= WHAT YOU SHOULD DO =
Return every line of the data below that includes the string "coordinates".
#### SUPPLIED DATA ####
//! Visibility and placement of the popup and of the trigger icon.

use providers::QueryKind;
use shared::geometry::{Point, Size, Viewport};

use crate::positioner::{
    center_position, clamp_manual, compute_position, Anchor, AnchorRect, PopupMetrics, ANCHOR_GAP,
};
use crate::text::classify;

#[derive(Debug, Clone, PartialEq)]
pub struct PopupState {
    pub visible: bool,
    /// Top-left corner, viewport coordinates.
    pub position: Point,
    pub width: f64,
    pub search_text: String,
}

impl Default for PopupState {
    fn default() -> Self {
        Self {
            visible: false,
            position: Point::default(),
            width: PopupMetrics::SENTENCE.width,
            search_text: String::new(),
        }
    }
}

#[derive(Debug, Clone, PartialEq)]
pub struct TriggerIcon {
    pub visible: bool,
    /// Viewport coordinates.
    pub position: Point,
    pub size: u32,
}

/// Where a popup should open.
#[derive(Debug, Clone, Default, PartialEq)]
pub struct ShowRequest {
    pub text: String,
    pub anchor_rect: Option<AnchorRect>,
    /// Page coordinates; used when there is no rectangle.
    pub manual_point: Option<Point>,
}

impl ShowRequest {
    pub fn new(text: impl Into<String>) -> Self {
        Self {
            text: text.into(),
            ..Default::default()
        }
    }

    pub fn at_rect(mut self, anchor: AnchorRect) -> Self {
        self.anchor_rect = Some(anchor);
        self
    }

    pub fn at_point(mut self, page_point: Point) -> Self {
        self.manual_point = Some(page_point);
        self
    }
}

/// Sole owner of [`PopupState`] and the trigger icon.
#[derive(Debug)]
pub struct PopupController {
    popup: PopupState,
    icon: TriggerIcon,
    show_selection_icon: bool,
    source_language: String,
    kind: QueryKind,
    anchor: Option<AnchorRect>,
}

impl PopupController {
    pub fn new(show_selection_icon: bool, icon_size: u32, source_language: impl Into<String>) -> Self {
        Self {
            popup: PopupState::default(),
            icon: TriggerIcon {
                visible: false,
                position: Point::default(),
                size: icon_size,
            },
            show_selection_icon,
            source_language: source_language.into(),
            kind: QueryKind::Sentence,
            anchor: None,
        }
    }

    pub fn popup(&self) -> &PopupState {
        &self.popup
    }

    pub fn trigger_icon(&self) -> &TriggerIcon {
        &self.icon
    }

    /// Classification of the text on display.
    pub fn kind(&self) -> QueryKind {
        self.kind
    }

    pub fn metrics(&self) -> PopupMetrics {
        PopupMetrics::for_kind(self.kind)
    }

    /// Show the icon just below the pointer-up point, if enabled.
    pub fn show_trigger_icon(&mut self, client_point: Point) -> bool {
        if !self.show_selection_icon {
            return false;
        }
        self.icon.visible = true;
        self.icon.position = Point::new(client_point.x, client_point.y + ANCHOR_GAP);
        true
    }

    pub fn hide_trigger_icon(&mut self) {
        self.icon.visible = false;
    }

    /// Open (or re-target) the popup. Blank text is refused and leaves the state
    /// untouched.
    pub fn show_popup(&mut self, request: ShowRequest, viewport: &Viewport) -> bool {
        let text = request.text.trim();
        if text.is_empty() {
            return false;
        }
        self.icon.visible = false;
        self.kind = classify(text, &self.source_language);
        let size = self.metrics().size_in(viewport.width);

        let position = match (request.anchor_rect, request.manual_point) {
            (Some(anchor), _) => compute_position(&Anchor::Rect(anchor), size, viewport),
            (None, Some(point)) => compute_position(&Anchor::Point(point), size, viewport),
            (None, None) => center_position(size, viewport),
        };

        self.anchor = request.anchor_rect;
        self.popup = PopupState {
            visible: true,
            position,
            width: size.width,
            search_text: text.to_string(),
        };
        tracing::debug!(x = position.x, y = position.y, width = size.width, kind = ?self.kind, "popup shown");
        true
    }

    /// Hide the popup, keeping its text.
    pub fn hide_popup(&mut self) {
        if self.popup.visible {
            tracing::debug!("popup hidden");
        }
        self.popup.visible = false;
    }

    /// Pointer-down or touch-start somewhere on the page.
    pub fn on_pointer_down(&mut self, inside_widget: bool) {
        if !inside_widget {
            self.hide_trigger_icon();
            self.hide_popup();
        }
    }

    /// The wheel only dismisses the icon.
    pub fn on_wheel(&mut self) {
        self.hide_trigger_icon();
    }

    /// A new selection replaces whatever icon is on screen.
    pub fn on_new_selection(&mut self) {
        self.hide_trigger_icon();
    }

    /// Re-fit a visible popup to a resized viewport. `live_anchor` is the latest
    /// measurement of the selection, if the page still has one.
    pub fn on_resize(&mut self, live_anchor: Option<AnchorRect>, viewport: &Viewport) {
        if !self.popup.visible {
            return;
        }
        if let Some(anchor) = live_anchor.or(self.anchor) {
            let request = ShowRequest::new(self.popup.search_text.clone()).at_rect(anchor);
            self.show_popup(request, viewport);
            return;
        }
        let size = self.metrics().size_in(viewport.width);
        self.popup.width = size.width;
        self.popup.position = clamp_manual(self.popup.position, size, viewport);
    }

    /// Move the popup after a drag.
    pub fn move_popup(&mut self, position: Point, viewport: &Viewport) {
        let size = Size::new(self.popup.width, self.metrics().min_height);
        self.popup.position = clamp_manual(position, size, viewport);
        self.anchor = None;
    }
}
use anyhow::Result;
use reqwest::Client;
use serde::{Deserialize, Serialize};
use shared::agent_api::{ChatMessage, Role};

use crate::http::{status_error, ChatError, SHARED_HTTP};
use crate::registry::EngineDescriptor;

#[derive(Debug, Serialize)]
struct DeepLxRequest<'a> {
    text: &'a str,
    source_lang: &'a str,
    target_lang: &'a str,
}

#[derive(Debug, Deserialize)]
struct DeepLxResponse {
    #[serde(default)]
    code: Option<u16>,
    #[serde(default)]
    data: Option<String>,
    #[serde(default)]
    message: Option<String>,
}

/// Plain translation endpoint: no transcript, no stream, one text in and one out.
#[derive(Debug, Clone)]
pub struct DeepLxClient {
    http: Client,
    endpoint: String,
    source_lang: String,
    target_lang: String,
}

impl DeepLxClient {
    pub fn new(descriptor: &EngineDescriptor, source_lang: &str, target_lang: &str) -> Self {
        Self {
            http: SHARED_HTTP.clone(),
            endpoint: descriptor.endpoint.clone(),
            source_lang: deeplx_lang(source_lang),
            target_lang: deeplx_lang(target_lang),
        }
    }

    /// Translate the latest user turn.
    pub async fn translate(&self, messages: &[ChatMessage]) -> Result<String> {
        let text = messages
            .iter()
            .rev()
            .find(|m| m.role == Role::User)
            .map(|m| m.content.as_str())
            .unwrap_or_default();

        let req = DeepLxRequest {
            text,
            source_lang: &self.source_lang,
            target_lang: &self.target_lang,
        };
        let resp = self
            .http
            .post(&self.endpoint)
            .json(&req)
            .send()
            .await
            .map_err(ChatError::Transport)?;
        if !resp.status().is_success() {
            return Err(status_error("deeplx", resp).await.into());
        }
        let bytes = resp.bytes().await.map_err(ChatError::Transport)?;
        if bytes.is_empty() {
            return Err(ChatError::EmptyBody {
                engine: "deeplx".into(),
            }
            .into());
        }
        let body: DeepLxResponse = serde_json::from_slice(&bytes).map_err(|source| ChatError::Decode {
            engine: "deeplx".into(),
            source,
        })?;
        match (body.code, body.data) {
            (Some(200) | None, Some(data)) => Ok(data),
            (code, _) => Err(ChatError::Payload(body.message.unwrap_or_else(|| match code {
                Some(code) => format!("deeplx returned code {}", code),
                None => "deeplx returned no translation".to_string(),
            }))
            .into()),
        }
    }
}

/// DeepL language codes are upper-case, with `ZH` for both Chinese variants.
fn deeplx_lang(lang: &str) -> String {
    let primary = lang.split(['-', '_']).next().unwrap_or_default();
    primary.to_ascii_uppercase()
}

#[cfg(test)]
mod tests {
    use super::*;

    #[test]
    fn test_language_codes() {
        assert_eq!(deeplx_lang("en"), "EN");
        assert_eq!(deeplx_lang("zh-CN"), "ZH");
        assert_eq!(deeplx_lang("pt_BR"), "PT");
    }

    #[test]
    fn test_request_shape() {
        let req = DeepLxRequest {
            text: "hello",
            source_lang: "EN",
            target_lang: "DE",
        };
        let json = serde_json::to_value(&req).unwrap();
        assert_eq!(json, serde_json::json!({"text":"hello","source_lang":"EN","target_lang":"DE"}));
    }
}
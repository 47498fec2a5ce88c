//! The in-page side of the translator: selection capture, the touch gesture,
//! popup placement and the result pane that streams answers into it.

pub mod content;
pub mod controller;
pub mod gesture;
pub mod positioner;
pub mod results;
pub mod selection;
pub mod shortcut;
pub mod text;

pub use content::{ContentScript, PageContext, PageEvent};
pub use controller::{PopupController, PopupState, ShowRequest, TriggerIcon};
pub use gesture::{GestureArbiter, GestureOutcome};
pub use results::ResultPane;
pub use selection::{SelectionSnapshot, SelectionTracker};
####
= YOUR SOLUTION =
    /// Top-left corner, viewport coordinates.
    /// Viewport coordinates.
    /// Page coordinates; used when there is no rectangle.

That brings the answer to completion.